== GOAL OF THE EXERCISE ==
Report each line of the entries that includes "Healthcare" by copying it.

== EXERCISE DATA ==
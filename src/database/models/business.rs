use chrono::{DateTime, Datelike, Utc};
use serde::{Deserialize, Serialize};
use serde_json::{json, Value};
use sqlx::types::Json;
use sqlx::FromRow;
use thiserror::Error;
use uuid::Uuid;

/// Earliest year accepted for start year and income records.
pub const MIN_YEAR: i32 = 1900;

pub fn current_year() -> i32 {
    Utc::now().year()
}

#[derive(Debug, Error)]
#[error("unknown value for {field}: '{value}'")]
pub struct ParseEnumError {
    field: &'static str,
    value: String,
}

/// Closed set of business sectors.
#[derive(Debug, Clone, Copy, PartialEq, Eq, Serialize, Deserialize)]
pub enum BusinessField {
    Agriculture,
    Technology,
    Healthcare,
    Education,
    Finance,
    Retail,
    Manufacturing,
    Services,
}

impl BusinessField {
    pub const ALL: [BusinessField; 8] = [
        BusinessField::Agriculture,
        BusinessField::Technology,
        BusinessField::Healthcare,
        BusinessField::Education,
        BusinessField::Finance,
        BusinessField::Retail,
        BusinessField::Manufacturing,
        BusinessField::Services,
    ];

    pub fn as_str(&self) -> &'static str {
        match self {
            BusinessField::Agriculture => "Agriculture",
            BusinessField::Technology => "Technology",
            BusinessField::Healthcare => "Healthcare",
            BusinessField::Education => "Education",
            BusinessField::Finance => "Finance",
            BusinessField::Retail => "Retail",
            BusinessField::Manufacturing => "Manufacturing",
            BusinessField::Services => "Services",
        }
    }
}

impl std::fmt::Display for BusinessField {
    fn fmt(&self, f: &mut std::fmt::Formatter<'_>) -> std::fmt::Result {
        f.write_str(self.as_str())
    }
}

impl TryFrom<String> for BusinessField {
    type Error = ParseEnumError;

    fn try_from(value: String) -> Result<Self, Self::Error> {
        Self::ALL
            .iter()
            .find(|v| v.as_str() == value)
            .copied()
            .ok_or(ParseEnumError { field: "businessField", value })
    }
}

/// Closed set of funding methods.
#[derive(Debug, Clone, Copy, PartialEq, Eq, Serialize, Deserialize)]
pub enum FundingMethod {
    Grant,
    Loan,
    Investment,
    Donation,
}

impl FundingMethod {
    pub const ALL: [FundingMethod; 4] = [
        FundingMethod::Grant,
        FundingMethod::Loan,
        FundingMethod::Investment,
        FundingMethod::Donation,
    ];

    pub fn as_str(&self) -> &'static str {
        match self {
            FundingMethod::Grant => "Grant",
            FundingMethod::Loan => "Loan",
            FundingMethod::Investment => "Investment",
            FundingMethod::Donation => "Donation",
        }
    }
}

impl std::fmt::Display for FundingMethod {
    fn fmt(&self, f: &mut std::fmt::Formatter<'_>) -> std::fmt::Result {
        f.write_str(self.as_str())
    }
}

impl TryFrom<String> for FundingMethod {
    type Error = ParseEnumError;

    fn try_from(value: String) -> Result<Self, Self::Error> {
        Self::ALL
            .iter()
            .find(|v| v.as_str() == value)
            .copied()
            .ok_or(ParseEnumError { field: "method", value })
    }
}

/// Closed set of business statuses.
#[derive(Debug, Clone, Copy, PartialEq, Eq, Serialize, Deserialize)]
pub enum BusinessStatus {
    Active,
    Inactive,
    #[serde(rename = "Seeking Investment")]
    SeekingInvestment,
    Expanding,
}

impl BusinessStatus {
    pub const ALL: [BusinessStatus; 4] = [
        BusinessStatus::Active,
        BusinessStatus::Inactive,
        BusinessStatus::SeekingInvestment,
        BusinessStatus::Expanding,
    ];

    pub fn as_str(&self) -> &'static str {
        match self {
            BusinessStatus::Active => "Active",
            BusinessStatus::Inactive => "Inactive",
            BusinessStatus::SeekingInvestment => "Seeking Investment",
            BusinessStatus::Expanding => "Expanding",
        }
    }
}

impl std::fmt::Display for BusinessStatus {
    fn fmt(&self, f: &mut std::fmt::Formatter<'_>) -> std::fmt::Result {
        f.write_str(self.as_str())
    }
}

impl TryFrom<String> for BusinessStatus {
    type Error = ParseEnumError;

    fn try_from(value: String) -> Result<Self, Self::Error> {
        Self::ALL
            .iter()
            .find(|v| v.as_str() == value)
            .copied()
            .ok_or(ParseEnumError { field: "status", value })
    }
}

/// One income amount per year. Keyed by year within a business.
#[derive(Debug, Clone, PartialEq, Serialize, Deserialize)]
pub struct IncomeRecord {
    pub year: i32,
    pub amount: f64,
}

/// A funding entry. Unlike income records these are not unique-keyed;
/// the same funder may appear more than once.
#[derive(Debug, Clone, Serialize, Deserialize)]
#[serde(rename_all = "camelCase")]
pub struct Funder {
    pub name: String,
    pub method: FundingMethod,
    #[serde(default)]
    pub amount: Option<f64>,
    #[serde(default = "Utc::now")]
    pub date_received: DateTime<Utc>,
}

#[derive(Debug, Clone, Default, Serialize, Deserialize)]
pub struct SocialMedia {
    #[serde(default, skip_serializing_if = "Option::is_none")]
    pub facebook: Option<String>,
    #[serde(default, skip_serializing_if = "Option::is_none")]
    pub twitter: Option<String>,
    #[serde(default, skip_serializing_if = "Option::is_none")]
    pub linkedin: Option<String>,
    #[serde(default, skip_serializing_if = "Option::is_none")]
    pub instagram: Option<String>,
}

/// A business profile row. Owned by exactly one user; the single-profile
/// rule is enforced at creation time, not by the schema.
#[derive(Debug, Clone, FromRow)]
pub struct Business {
    pub id: Uuid,
    pub user_id: Uuid,
    pub business_name: String,
    pub description: String,
    pub started_at: i32,
    #[sqlx(try_from = "String")]
    pub business_field: BusinessField,
    pub income_records: Json<Vec<IncomeRecord>>,
    pub funders: Json<Vec<Funder>>,
    pub is_public: bool,
    pub business_logo: Option<String>,
    pub city: Option<String>,
    pub country: Option<String>,
    pub website: Option<String>,
    pub phone_number: Option<String>,
    pub social_media: Json<SocialMedia>,
    pub tags: Vec<String>,
    #[sqlx(try_from = "String")]
    pub status: BusinessStatus,
    /// Optimistic concurrency counter, bumped on every collection write.
    pub version: i32,
    pub created_at: DateTime<Utc>,
    pub updated_at: DateTime<Utc>,
}

impl Business {
    /// Merge an income record by year.
    ///
    /// If a record for the year exists its amount is replaced; otherwise a
    /// new record is appended. The collection is re-sorted ascending by
    /// year after every mutation.
    pub fn apply_income_record(&mut self, year: i32, amount: f64) {
        let records = &mut self.income_records.0;
        match records.iter_mut().find(|r| r.year == year) {
            Some(existing) => existing.amount = amount,
            None => records.push(IncomeRecord { year, amount }),
        }
        records.sort_by_key(|r| r.year);
    }

    /// Append a funder entry. No dedup: repeat funders are allowed.
    pub fn push_funder(&mut self, funder: Funder) {
        self.funders.0.push(funder);
    }

    // Derived values - computed on read, never stored, so they cannot
    // drift from the underlying collections.

    pub fn total_income(&self) -> f64 {
        self.income_records.0.iter().map(|r| r.amount).sum()
    }

    pub fn latest_income_year(&self) -> Option<i32> {
        self.income_records.0.iter().map(|r| r.year).max()
    }

    pub fn total_funders(&self) -> usize {
        self.funders.0.len()
    }

    pub fn business_age(&self) -> i32 {
        current_year() - self.started_at
    }

    /// Full API document: stored fields in wire form plus derived values.
    pub fn to_api_json(&self) -> Value {
        json!({
            "id": self.id,
            "userId": self.user_id,
            "businessName": self.business_name,
            "description": self.description,
            "startedAt": self.started_at,
            "businessField": self.business_field,
            "incomeRecords": self.income_records.0,
            "funders": self.funders.0,
            "isPublic": self.is_public,
            "businessLogo": self.business_logo,
            "location": {
                "city": self.city,
                "country": self.country,
            },
            "website": self.website,
            "phoneNumber": self.phone_number,
            "socialMedia": self.social_media.0,
            "tags": self.tags,
            "status": self.status,
            "totalIncome": self.total_income(),
            "latestIncomeYear": self.latest_income_year(),
            "totalFunders": self.total_funders(),
            "businessAge": self.business_age(),
            "createdAt": self.created_at,
            "updatedAt": self.updated_at,
        })
    }
}

#[cfg(test)]
mod tests {
    use super::*;

    fn sample_business() -> Business {
        Business {
            id: Uuid::new_v4(),
            user_id: Uuid::new_v4(),
            business_name: "Green Farm Solutions".to_string(),
            description: "Sustainable agriculture solutions for small-scale farmers".to_string(),
            started_at: 2019,
            business_field: BusinessField::Agriculture,
            income_records: Json(vec![]),
            funders: Json(vec![]),
            is_public: true,
            business_logo: None,
            city: Some("Nairobi".to_string()),
            country: Some("Kenya".to_string()),
            website: None,
            phone_number: None,
            social_media: Json(SocialMedia::default()),
            tags: vec![],
            status: BusinessStatus::Active,
            version: 0,
            created_at: Utc::now(),
            updated_at: Utc::now(),
        }
    }

    #[test]
    fn income_record_for_new_year_is_appended_sorted() {
        let mut business = sample_business();
        business.apply_income_record(2021, 75000.0);
        business.apply_income_record(2019, 30000.0);
        business.apply_income_record(2020, 50000.0);

        let years: Vec<i32> = business.income_records.0.iter().map(|r| r.year).collect();
        assert_eq!(years, vec![2019, 2020, 2021]);
    }

    #[test]
    fn income_record_for_existing_year_replaces_amount() {
        let mut business = sample_business();
        business.apply_income_record(2019, 30000.0);
        business.apply_income_record(2019, 85000.0);

        assert_eq!(business.income_records.0, vec![IncomeRecord { year: 2019, amount: 85000.0 }]);
    }

    #[test]
    fn collection_stays_sorted_after_replacement() {
        let mut business = sample_business();
        business.apply_income_record(2020, 50000.0);
        business.apply_income_record(2019, 30000.0);
        business.apply_income_record(2020, 60000.0);

        let years: Vec<i32> = business.income_records.0.iter().map(|r| r.year).collect();
        assert_eq!(years, vec![2019, 2020]);
        assert_eq!(business.income_records.0[1].amount, 60000.0);
    }

    #[test]
    fn funder_append_never_dedups() {
        let mut business = sample_business();
        let funder = Funder {
            name: "AgriBank Kenya".to_string(),
            method: FundingMethod::Loan,
            amount: Some(100000.0),
            date_received: Utc::now(),
        };
        business.push_funder(funder.clone());
        business.push_funder(funder);

        assert_eq!(business.total_funders(), 2);
    }

    #[test]
    fn derived_values_follow_collections() {
        let mut business = sample_business();
        assert_eq!(business.total_income(), 0.0);
        assert_eq!(business.latest_income_year(), None);

        business.apply_income_record(2019, 30000.0);
        business.apply_income_record(2021, 50000.0);

        assert_eq!(business.total_income(), 80000.0);
        assert_eq!(business.latest_income_year(), Some(2021));
        assert_eq!(business.business_age(), current_year() - 2019);
    }

    #[test]
    fn status_round_trips_through_text() {
        for status in BusinessStatus::ALL {
            let parsed = BusinessStatus::try_from(status.as_str().to_string()).unwrap();
            assert_eq!(parsed, status);
        }
        assert!(BusinessStatus::try_from("Dormant".to_string()).is_err());
    }

    #[test]
    fn funder_wire_format_uses_camel_case() {
        let funder = Funder {
            name: "Green Initiative Fund".to_string(),
            method: FundingMethod::Grant,
            amount: None,
            date_received: Utc::now(),
        };
        let value = serde_json::to_value(&funder).unwrap();
        assert!(value.get("dateReceived").is_some());
        assert_eq!(value["method"], "Grant");
    }

    #[test]
    fn api_document_includes_derived_fields() {
        let mut business = sample_business();
        business.apply_income_record(2019, 30000.0);

        let doc = business.to_api_json();
        assert_eq!(doc["totalIncome"], 30000.0);
        assert_eq!(doc["latestIncomeYear"], 2019);
        assert_eq!(doc["location"]["city"], "Nairobi");
        assert!(doc.get("password").is_none());
    }
}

== ANSWER BELOW ==
    Healthcare,
        BusinessField::Healthcare,
            BusinessField::Healthcare => "Healthcare",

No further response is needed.